Saved data entries
——

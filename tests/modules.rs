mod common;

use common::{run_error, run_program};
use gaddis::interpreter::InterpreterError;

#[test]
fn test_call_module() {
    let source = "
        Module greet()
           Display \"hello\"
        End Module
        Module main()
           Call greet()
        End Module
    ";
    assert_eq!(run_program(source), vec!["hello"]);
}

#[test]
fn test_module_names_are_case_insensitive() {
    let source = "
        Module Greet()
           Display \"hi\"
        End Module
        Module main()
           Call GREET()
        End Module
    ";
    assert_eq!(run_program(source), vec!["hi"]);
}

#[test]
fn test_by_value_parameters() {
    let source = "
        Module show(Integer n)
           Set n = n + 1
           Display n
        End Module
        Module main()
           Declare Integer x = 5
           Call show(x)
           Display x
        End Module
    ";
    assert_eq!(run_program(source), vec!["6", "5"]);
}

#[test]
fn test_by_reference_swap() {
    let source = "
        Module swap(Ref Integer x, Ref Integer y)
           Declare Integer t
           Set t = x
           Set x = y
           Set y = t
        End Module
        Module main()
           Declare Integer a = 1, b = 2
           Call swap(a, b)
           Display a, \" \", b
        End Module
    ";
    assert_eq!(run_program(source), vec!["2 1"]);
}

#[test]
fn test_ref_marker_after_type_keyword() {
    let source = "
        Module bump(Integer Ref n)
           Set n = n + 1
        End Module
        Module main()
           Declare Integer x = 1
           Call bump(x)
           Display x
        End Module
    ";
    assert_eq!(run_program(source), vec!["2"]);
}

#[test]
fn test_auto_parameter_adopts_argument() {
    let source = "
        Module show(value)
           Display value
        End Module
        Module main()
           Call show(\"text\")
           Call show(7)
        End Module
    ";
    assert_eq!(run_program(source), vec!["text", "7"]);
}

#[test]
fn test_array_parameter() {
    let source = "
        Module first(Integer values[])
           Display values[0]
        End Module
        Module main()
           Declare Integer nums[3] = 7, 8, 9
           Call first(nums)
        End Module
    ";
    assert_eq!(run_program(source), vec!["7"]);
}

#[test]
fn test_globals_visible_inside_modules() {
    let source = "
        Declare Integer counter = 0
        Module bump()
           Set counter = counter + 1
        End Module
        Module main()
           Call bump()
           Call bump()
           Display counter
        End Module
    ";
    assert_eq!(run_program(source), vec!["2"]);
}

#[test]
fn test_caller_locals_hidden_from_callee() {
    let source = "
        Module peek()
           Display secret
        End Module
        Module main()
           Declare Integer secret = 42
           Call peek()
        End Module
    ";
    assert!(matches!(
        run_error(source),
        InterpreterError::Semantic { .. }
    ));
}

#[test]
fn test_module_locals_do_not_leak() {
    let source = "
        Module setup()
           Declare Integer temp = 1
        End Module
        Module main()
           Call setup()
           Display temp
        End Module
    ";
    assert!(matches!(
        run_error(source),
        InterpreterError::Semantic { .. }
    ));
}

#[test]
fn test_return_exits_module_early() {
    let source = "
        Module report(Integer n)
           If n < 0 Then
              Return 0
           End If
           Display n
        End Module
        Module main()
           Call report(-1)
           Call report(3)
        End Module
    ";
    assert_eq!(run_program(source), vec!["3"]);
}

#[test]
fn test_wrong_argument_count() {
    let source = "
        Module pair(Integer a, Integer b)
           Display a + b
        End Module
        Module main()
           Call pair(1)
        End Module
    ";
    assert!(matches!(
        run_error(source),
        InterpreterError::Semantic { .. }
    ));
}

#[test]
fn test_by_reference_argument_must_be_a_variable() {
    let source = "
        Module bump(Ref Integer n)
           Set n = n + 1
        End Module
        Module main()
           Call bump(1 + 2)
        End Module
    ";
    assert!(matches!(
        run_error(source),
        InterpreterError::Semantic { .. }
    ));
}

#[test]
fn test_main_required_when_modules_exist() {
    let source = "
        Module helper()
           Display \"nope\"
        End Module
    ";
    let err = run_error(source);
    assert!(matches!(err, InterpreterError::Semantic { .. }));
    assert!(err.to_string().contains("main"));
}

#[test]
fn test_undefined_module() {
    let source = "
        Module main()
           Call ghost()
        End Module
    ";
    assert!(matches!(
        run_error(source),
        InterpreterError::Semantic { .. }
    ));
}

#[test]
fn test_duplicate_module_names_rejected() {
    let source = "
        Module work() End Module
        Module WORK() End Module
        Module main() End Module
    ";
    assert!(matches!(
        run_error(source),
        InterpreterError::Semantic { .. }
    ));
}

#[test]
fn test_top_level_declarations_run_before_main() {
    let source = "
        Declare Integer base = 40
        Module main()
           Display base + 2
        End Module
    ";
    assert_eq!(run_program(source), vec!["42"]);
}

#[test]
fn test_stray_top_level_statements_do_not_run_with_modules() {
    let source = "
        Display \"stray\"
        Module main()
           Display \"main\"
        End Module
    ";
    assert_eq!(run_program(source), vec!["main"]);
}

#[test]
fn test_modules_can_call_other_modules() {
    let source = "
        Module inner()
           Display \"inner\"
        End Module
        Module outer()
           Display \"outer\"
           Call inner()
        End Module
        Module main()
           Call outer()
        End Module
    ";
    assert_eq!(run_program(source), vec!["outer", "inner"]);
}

——

WHAT NEEDS TO BE DONE
Copy every line above in which the string "report" shows up.

EXERCISE RESULT
        Module report(Integer n)
           Call report(-1)
           Call report(3)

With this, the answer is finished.